Diagnosis of this disorder relies on an antecedent history of an inciting cause and ruling out other causes such as pheochromocytoma, medication side effects, and renal artery stenosis (Fig 2). Autonomic testing then identifies a defect in the reflex arc and confirms the diagnosis. The full array of autonomic tests can be extensive and can pose some technical difficulty for patients in the ICU. However, several bedside maneuvers can be performed in the ICU such as the cold pressor test, Valsalva maneuver, and vasopressor response with phenylephrine and nitroprusside. The lack of reciprocal change in HR with these interventions that affect peripheral vascular resistance confirms baroreflex failure.

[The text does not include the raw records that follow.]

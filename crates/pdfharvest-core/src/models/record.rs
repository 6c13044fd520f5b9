//! Extracted record data models.

use std::collections::BTreeMap;
use std::fmt;

use chrono::NaiveDate;
use rust_decimal::Decimal;
use rust_decimal::prelude::ToPrimitive;
use serde::{Deserialize, Serialize};

/// Kind of document being processed. Selects the pattern set for a run.
#[derive(Debug, Clone, Copy, PartialEq, Eq, Hash, Serialize, Deserialize)]
#[serde(rename_all = "snake_case")]
pub enum DocumentType {
    /// Vendor invoice.
    Invoice,
    /// Business or financial report.
    Report,
}

impl DocumentType {
    /// Lowercase name used in file names and logs.
    pub fn as_str(&self) -> &'static str {
        match self {
            Self::Invoice => "invoice",
            Self::Report => "report",
        }
    }
}

impl fmt::Display for DocumentType {
    fn fmt(&self, f: &mut fmt::Formatter<'_>) -> fmt::Result {
        f.write_str(self.as_str())
    }
}

/// Declared type of a field's value.
#[derive(Debug, Clone, Copy, PartialEq, Eq, Serialize, Deserialize)]
#[serde(rename_all = "snake_case")]
pub enum ValueType {
    /// Free text.
    String,
    /// Monetary amount.
    Currency,
    /// Plain decimal number, optionally a percentage.
    Number,
    /// Calendar date.
    Date,
    /// Whole number.
    Integer,
}

impl ValueType {
    /// Whether values of this type take part in numeric statistics.
    pub fn is_numeric(&self) -> bool {
        matches!(self, Self::Currency | Self::Number | Self::Integer)
    }

    pub fn as_str(&self) -> &'static str {
        match self {
            Self::String => "string",
            Self::Currency => "currency",
            Self::Number => "number",
            Self::Date => "date",
            Self::Integer => "integer",
        }
    }
}

/// A coerced field value.
#[derive(Debug, Clone, PartialEq, Serialize, Deserialize)]
#[serde(tag = "type", content = "value", rename_all = "snake_case")]
pub enum FieldValue {
    Text(String),
    Currency(Decimal),
    Number(Decimal),
    Date(NaiveDate),
    Integer(i64),
}

impl FieldValue {
    /// Numeric view of the value, if it is numeric.
    pub fn as_f64(&self) -> Option<f64> {
        match self {
            Self::Currency(d) | Self::Number(d) => d.to_f64(),
            Self::Integer(i) => Some(*i as f64),
            Self::Text(_) | Self::Date(_) => None,
        }
    }

    /// Date view of the value.
    pub fn as_date(&self) -> Option<NaiveDate> {
        match self {
            Self::Date(d) => Some(*d),
            _ => None,
        }
    }

    /// Key used when grouping records by this value. Dates group by month.
    pub fn group_key(&self) -> String {
        match self {
            Self::Date(d) => d.format("%Y-%m").to_string(),
            other => other.to_string(),
        }
    }
}

impl fmt::Display for FieldValue {
    fn fmt(&self, f: &mut fmt::Formatter<'_>) -> fmt::Result {
        match self {
            Self::Text(s) => f.write_str(s),
            Self::Currency(d) => write!(f, "{:.2}", d),
            Self::Number(d) => write!(f, "{}", d),
            Self::Date(d) => write!(f, "{}", d.format("%Y-%m-%d")),
            Self::Integer(i) => write!(f, "{}", i),
        }
    }
}

/// How reliable a match is.
#[derive(Debug, Clone, Copy, PartialEq, Eq, Serialize, Deserialize)]
#[serde(rename_all = "snake_case")]
pub enum Confidence {
    /// The first-listed pattern matched.
    High,
    /// A fallback pattern matched.
    Low,
}

/// A field extracted from a document and coerced to its declared type.
#[derive(Debug, Clone, PartialEq, Serialize, Deserialize)]
pub struct ExtractedField {
    /// Field name.
    pub field: String,
    /// Raw matched text.
    pub raw: String,
    /// Typed value.
    pub value: FieldValue,
    /// Match confidence.
    pub confidence: Confidence,
}

/// One priced row of an invoice.
#[derive(Debug, Clone, PartialEq, Serialize, Deserialize)]
pub struct LineItem {
    /// Item description.
    pub description: String,
    /// Quantity (defaults to 1 when the row has none).
    pub quantity: Decimal,
    /// Unit price, when present.
    #[serde(skip_serializing_if = "Option::is_none")]
    pub unit_price: Option<Decimal>,
    /// Row total.
    pub amount: Decimal,
}

/// Structured data extracted from one document.
#[derive(Debug, Clone, PartialEq, Serialize, Deserialize)]
pub struct Record {
    /// Source file name.
    pub source: String,

    /// Document type the record was extracted as.
    pub document_type: DocumentType,

    /// Number of pages in the source document.
    pub page_count: u32,

    /// Extracted fields keyed by name.
    pub fields: BTreeMap<String, ExtractedField>,

    /// Declared fields that were not extracted, in declaration order.
    #[serde(default)]
    pub missing: Vec<String>,

    /// Invoice line items.
    #[serde(default, skip_serializing_if = "Vec::is_empty")]
    pub line_items: Vec<LineItem>,

    /// Fraction of scored fields present (0.0 - 1.0): the required fields,
    /// or every declared field when none is required.
    pub completeness: f64,
}

impl Record {
    /// Look up an extracted field.
    pub fn get(&self, field: &str) -> Option<&ExtractedField> {
        self.fields.get(field)
    }

    /// Numeric value of a field.
    pub fn numeric(&self, field: &str) -> Option<f64> {
        self.get(field).and_then(|f| f.value.as_f64())
    }

    /// Date value of a field.
    pub fn date(&self, field: &str) -> Option<NaiveDate> {
        self.get(field).and_then(|f| f.value.as_date())
    }
}

/// A file the batch could not turn into a record.
#[derive(Debug, Clone, PartialEq, Serialize, Deserialize)]
pub struct FailedFile {
    /// File name.
    pub filename: String,
    /// Why extraction failed.
    pub reason: String,
}

/// Outcome of processing one directory.
#[derive(Debug, Clone, PartialEq, Serialize, Deserialize)]
pub struct BatchResult {
    /// Document type of the run.
    pub document_type: DocumentType,
    /// Records in file iteration order.
    pub records: Vec<Record>,
    /// Files that failed extraction.
    pub failures: Vec<FailedFile>,
}

impl BatchResult {
    pub fn new(document_type: DocumentType) -> Self {
        Self {
            document_type,
            records: Vec::new(),
            failures: Vec::new(),
        }
    }

    /// Total number of files seen.
    pub fn total(&self) -> usize {
        self.records.len() + self.failures.len()
    }
}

Treatment primarily is directed toward preventing the extremes of hypertension or hypotension (Fig 2). With afferent reflex failure, hypertension is mediated primarily by increased central sympathetic output. Consequently, long-acting sympatholytics such as methyldopa and transdermal clonidine can be used. Benzodiazepines can decrease cortical sympathetic stimulation. Vasodilators and short-acting oral clonidine should be avoided because of profound hypotension and rebound hypertension, respectively. In patients with hypotensive episodes, increasing intravascular volume with fluids or fludrocortisone or increasing vascular tone with midodrine is recommended (Fig 2). In patients with efferent limb dysfunction, agents such as droxidopa, an oral prodrug of norepinephrine, have been shown to be efficacious in addressing hypotensive episodes (Fig 2). In afferent limb dysfunction, sympathomimetic medications usually are avoided because they may precipitate hypertensive crises.

Clinical Course

The patient’s ICU course was characterized by predominant episodes of hypotension without a reflex HR response. After ruling out pheochromocytoma, the constellation of findings pointed to the diagnosis of baroreflex failure, namely, the dramatic response to hemodynamic interventions and lack of reflex HR decrease with phenylephrine in the context of the history of neck radiation. Mixed afferent and efferent dysfunction, with predominantly efferent reflex arc dysfunction, was suggested by the absence of tachycardia during hypotensive episodes, minimal HR variability, and the predominance of hypotension toward the latter part of the hospital course. Therefore, he received a trial of droxidopa to treat the hypotension. Shortly after, the hypotension improved. Throughout the hospitalization, he remained intermittently hypertensive, but to milder degree requiring no specific intervention.

Clinical Pearls

  • 1.

    Baroreflex failure is an underrecognized cause of labile BP and should be considered in patients with an antecedent history of neck trauma, surgery, or radiation.

  • 2.

    Diagnosis relies on history and autonomic reflex testing. Certain maneuvers such as Valsalva, cold pressor test, or phenylephrine or nitroprusside boluses can be performed while the patient is hospitalized. Absence of a reciprocal HR response to these tests confirm baroreflex failure.

  • 3.

    The goal of treatment is to attenuate the variability in BP. In afferent reflex failure, centrally acting sympatholytics are the first choice for controlling hypertension, whereas agents that increase vascular tone or intravascular volume such as midodrine or fludrocortisone can be used for hypotension.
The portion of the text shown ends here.